Background During assessment after injury, the log roll examination, in particular palpation of the thoracolumbar spine, has low sensitivity for detecting spinal injury. The manoeuvre itself requires a pause during trauma resuscitation. The aim of this study was to assess the utility of the log roll examination in unconscious trauma patients for the diagnosis of soft tissue and thoracolumbar spine injuries.

Methods A retrospective cohort study was undertaken, reviewing the cases of unconscious (Glasgow Coma Scale (GCS) <9) and/or intubated major trauma (Injury Severity Scale (ISS) >12, abbreviated injury scale 2008) patients from the Alfred Trauma Registry, over a 2-year period from January 2011 to December 2012. Log roll examination findings, as documented in the medical record, were compared with CT reports. Out of the 624 screened records, 222 (35.6%) were excluded as the log roll or CT/MRI had not been performed.

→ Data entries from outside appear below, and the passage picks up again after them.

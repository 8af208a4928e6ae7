mod amount;
mod date;
mod records;
mod text;

pub use amount::{amount_cell, amount_from_cents};
pub use date::date_cell;
pub use records::{cell, read_records, sniff_delimiter};
pub use text::{decode_text, encoding_for_label};
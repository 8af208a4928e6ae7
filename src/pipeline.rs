use anyhow::Context;
use serde::Serialize;

use crate::config::RunConfig;
use crate::error::ImportError;
use crate::export::{prepare_move, MovePayload};
use crate::grouping::group;
use crate::import::{decode, DecoderConfig};
use crate::ledger::{Ledger, MoveId};
use crate::master_data::MasterData;
use crate::normalize::normalize;
use crate::reconcile::{reconcile, ReconcileOutcome};
use crate::resolve::resolve;

#[derive(Debug, Clone, PartialEq, Eq, Serialize)]
pub struct CreatedMove {
    pub id: MoveId,
    pub posted: bool,
    pub payload: MovePayload,
}

#[derive(Debug, Clone, PartialEq, Eq, Serialize)]
pub struct ImportSummary {
    pub moves: Vec<CreatedMove>,
    pub reconciliations: Vec<ReconcileOutcome>,
}

/// Decodes, validates and groups the whole file in memory. Nothing is written anywhere, so a
/// file with any problem produces no move at all.
pub fn plan_import(
    input: &[u8],
    config: &RunConfig,
    master: &impl MasterData,
) -> Result<Vec<MovePayload>, ImportError> {
    let decoder = DecoderConfig::for_run(config)?;
    let mut rows = decode(input, &decoder)?;
    normalize(&mut rows, &config.overrides);
    let resolved = resolve(rows, master)?;
    let moves = group(resolved, config.grouping, config.currency_decimals)?;
    Ok(moves
        .into_iter()
        .map(|sealed| prepare_move(sealed, config))
        .collect())
}

/// Plans the import, then creates (and optionally posts) every move and reconciles the tagged
/// lines among the moves created by this run.
pub fn run_import(
    input: &[u8],
    config: &RunConfig,
    master: &impl MasterData,
    ledger: &mut impl Ledger,
) -> Result<ImportSummary, ImportError> {
    let payloads = plan_import(input, config, master)?;

    let mut moves = Vec::with_capacity(payloads.len());
    for payload in payloads {
        let id = ledger.create_move(&payload).with_context(|| {
            format!(
                "Failed to create the entry for lines {}",
                source_lines(&payload)
            )
        })?;
        log::info!("Created entry {id:?} with {} lines", payload.lines.len());
        if config.post_moves {
            ledger
                .post_move(id)
                .with_context(|| format!("Failed to post entry {id:?}"))?;
        }
        moves.push(CreatedMove {
            id,
            posted: config.post_moves,
            payload,
        });
    }

    let ids: Vec<MoveId> = moves.iter().map(|created| created.id).collect();
    let reconciliations = reconcile(
        ledger,
        moves
            .iter()
            .flat_map(|created| created.payload.reconcile_tags()),
        &ids,
        config.currency_decimals,
    );
    Ok(ImportSummary {
        moves,
        reconciliations,
    })
}

fn source_lines(payload: &MovePayload) -> String {
    match (payload.lines.first(), payload.lines.last()) {
        (Some(first), Some(last)) => format!("{}-{}", first.source_line, last.source_line),
        _ => String::new(),
    }
}
use std::cell::RefCell;
use std::rc::Rc;

const INDENT_SIZE: usize = 2;

pub struct BulletPointPrinter<W: LineWriter + Clone> {
    writer: W,
    nesting: usize,
}

impl<W: LineWriter + Clone> BulletPointPrinter<W> {
    pub fn new(writer: W) -> Self {
        Self { writer, nesting: 0 }
    }

    pub fn print_item(&self, message: impl std::fmt::Display) {
        let indent = " ".repeat(self.nesting * INDENT_SIZE);
        self.writer.write_line(&format!("{indent}• {message}"));
    }

    /// A line without bullet, at the current nesting.
    pub fn print_text(&self, message: impl std::fmt::Display) {
        let indent = " ".repeat(self.nesting * INDENT_SIZE);
        self.writer.write_line(&format!("{indent}{message}"));
    }

    pub fn indent(&self) -> Self {
        Self {
            writer: self.writer.clone(),
            nesting: self.nesting + 1,
        }
    }
}

impl BulletPointPrinter<StdoutLineWriter> {
    pub fn new_stdout() -> Self {
        Self::new(StdoutLineWriter)
    }
}

pub trait LineWriter {
    fn write_line(&self, line: &str);
}

#[derive(Clone, Copy)]
pub struct StdoutLineWriter;
impl LineWriter for StdoutLineWriter {
    fn write_line(&self, line: &str) {
        println!("{line}");
    }
}

/// Keeps the printed lines, shared between the printer and its indented children.
#[derive(Clone, Default)]
pub struct BufferLineWriter {
    lines: Rc<RefCell<Vec<String>>>,
}

impl BufferLineWriter {
    pub fn lines(&self) -> Vec<String> {
        self.lines.borrow().clone()
    }
}

impl LineWriter for BufferLineWriter {
    fn write_line(&self, line: &str) {
        self.lines.borrow_mut().push(line.to_string());
    }
}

Results There were a total of 2028 major trauma presentations to the Alfred Hospital Emergency and Trauma Centre during the study period. Excluded cases comprised 147 patients who did not have a documented log roll, and 75 patients who did not have a CT or MRI. Of the 402 cases that met inclusion criteria, 35.3% had a thoracolumbar fracture, and the sensitivity of log roll examination was found to be 27.5%, with a specificity of 91%. The negative likelihood ratio for abnormalities on log roll was low (0.8).

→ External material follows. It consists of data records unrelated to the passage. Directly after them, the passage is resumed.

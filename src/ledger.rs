use std::collections::HashSet;

use anyhow::{anyhow, bail, Result};
use rust_decimal::Decimal;
use serde::Serialize;

use crate::export::MovePayload;
use crate::ir::{AccountId, PartnerId};
use crate::master_data::MasterDataFile;

#[derive(Debug, Clone, Copy, PartialEq, Eq, Hash, PartialOrd, Ord, Serialize)]
#[serde(transparent)]
pub struct MoveId(pub u64);

#[derive(Debug, Clone, Copy, PartialEq, Eq, Hash, PartialOrd, Ord, Serialize)]
#[serde(transparent)]
pub struct LineId(pub u64);

/// A move line as stored in the ledger.
#[derive(Debug, Clone, PartialEq, Eq)]
pub struct LedgerLine {
    pub id: LineId,
    pub move_id: MoveId,
    pub account_id: AccountId,
    pub partner_id: Option<PartnerId>,
    pub debit: Decimal,
    pub credit: Decimal,
    pub reconcile_tag: Option<String>,
}

/// The general ledger the moves are written to.
pub trait Ledger {
    /// Creates the move with all its lines, atomically.
    fn create_move(&mut self, payload: &MovePayload) -> Result<MoveId>;
    fn post_move(&mut self, id: MoveId) -> Result<()>;
    /// Lines of the given moves carrying the reconciliation tag.
    fn find_lines_by_tag(&self, tag: &str, moves: &[MoveId]) -> Result<Vec<LedgerLine>>;
    fn account_allows_reconcile(&self, account: AccountId) -> Result<bool>;
    fn link_lines(&mut self, lines: &[LineId]) -> Result<()>;
}

#[derive(Debug, Clone, PartialEq, Eq)]
pub struct StoredMove {
    pub id: MoveId,
    pub payload: MovePayload,
    pub posted: bool,
}

/// Ledger kept in memory. Used for dry runs and in tests.
#[derive(Debug, Clone, Default)]
pub struct MemoryLedger {
    moves: Vec<StoredMove>,
    lines: Vec<LedgerLine>,
    reconcilable_accounts: HashSet<AccountId>,
    links: Vec<Vec<LineId>>,
}

impl MemoryLedger {
    pub fn new(reconcilable_accounts: impl IntoIterator<Item = AccountId>) -> Self {
        Self {
            reconcilable_accounts: reconcilable_accounts.into_iter().collect(),
            ..Self::default()
        }
    }

    pub fn from_master_data(master: &MasterDataFile) -> Self {
        Self::new(
            master
                .accounts
                .iter()
                .filter(|account| account.reconcile)
                .map(|account| account.id),
        )
    }

    pub fn moves(&self) -> &[StoredMove] {
        &self.moves
    }

    /// Every successful link call, in order.
    pub fn links(&self) -> &[Vec<LineId>] {
        &self.links
    }

    fn next_line_id(&self) -> LineId {
        LineId(self.lines.len() as u64 + 1)
    }
}

impl Ledger for MemoryLedger {
    fn create_move(&mut self, payload: &MovePayload) -> Result<MoveId> {
        let id = MoveId(self.moves.len() as u64 + 1);
        for line in &payload.lines {
            let line_id = self.next_line_id();
            self.lines.push(LedgerLine {
                id: line_id,
                move_id: id,
                account_id: line.account_id,
                partner_id: line.partner_id,
                debit: line.debit,
                credit: line.credit,
                reconcile_tag: line.reconcile_tag.clone(),
            });
        }
        self.moves.push(StoredMove {
            id,
            payload: payload.clone(),
            posted: false,
        });
        Ok(id)
    }

    fn post_move(&mut self, id: MoveId) -> Result<()> {
        let stored = self
            .moves
            .iter_mut()
            .find(|stored| stored.id == id)
            .ok_or_else(|| anyhow!("Move {id:?} does not exist"))?;
        stored.posted = true;
        Ok(())
    }

    fn find_lines_by_tag(&self, tag: &str, moves: &[MoveId]) -> Result<Vec<LedgerLine>> {
        Ok(self
            .lines
            .iter()
            .filter(|line| line.reconcile_tag.as_deref() == Some(tag))
            .filter(|line| moves.contains(&line.move_id))
            .cloned()
            .collect())
    }

    fn account_allows_reconcile(&self, account: AccountId) -> Result<bool> {
        Ok(self.reconcilable_accounts.contains(&account))
    }

    fn link_lines(&mut self, lines: &[LineId]) -> Result<()> {
        let known = 1..=self.lines.len() as u64;
        if let Some(unknown) = lines.iter().find(|id| !known.contains(&id.0)) {
            bail!("Line {unknown:?} does not exist");
        }
        self.links.push(lines.to_vec());
        Ok(())
    }
}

Conclusions Examination of the back in unconscious trauma patients could be limited to visual inspection only to allow identification of penetrating wounds and other soft tissue injuries (including of the posterior scalp) and removal of foreign bodies, in patients planned for CT scans. The low sensitivity and poor negative likelihood ratio suggest that a normal log roll examination does not accurately predict the absence of bony injury to the thoracolumbar spine.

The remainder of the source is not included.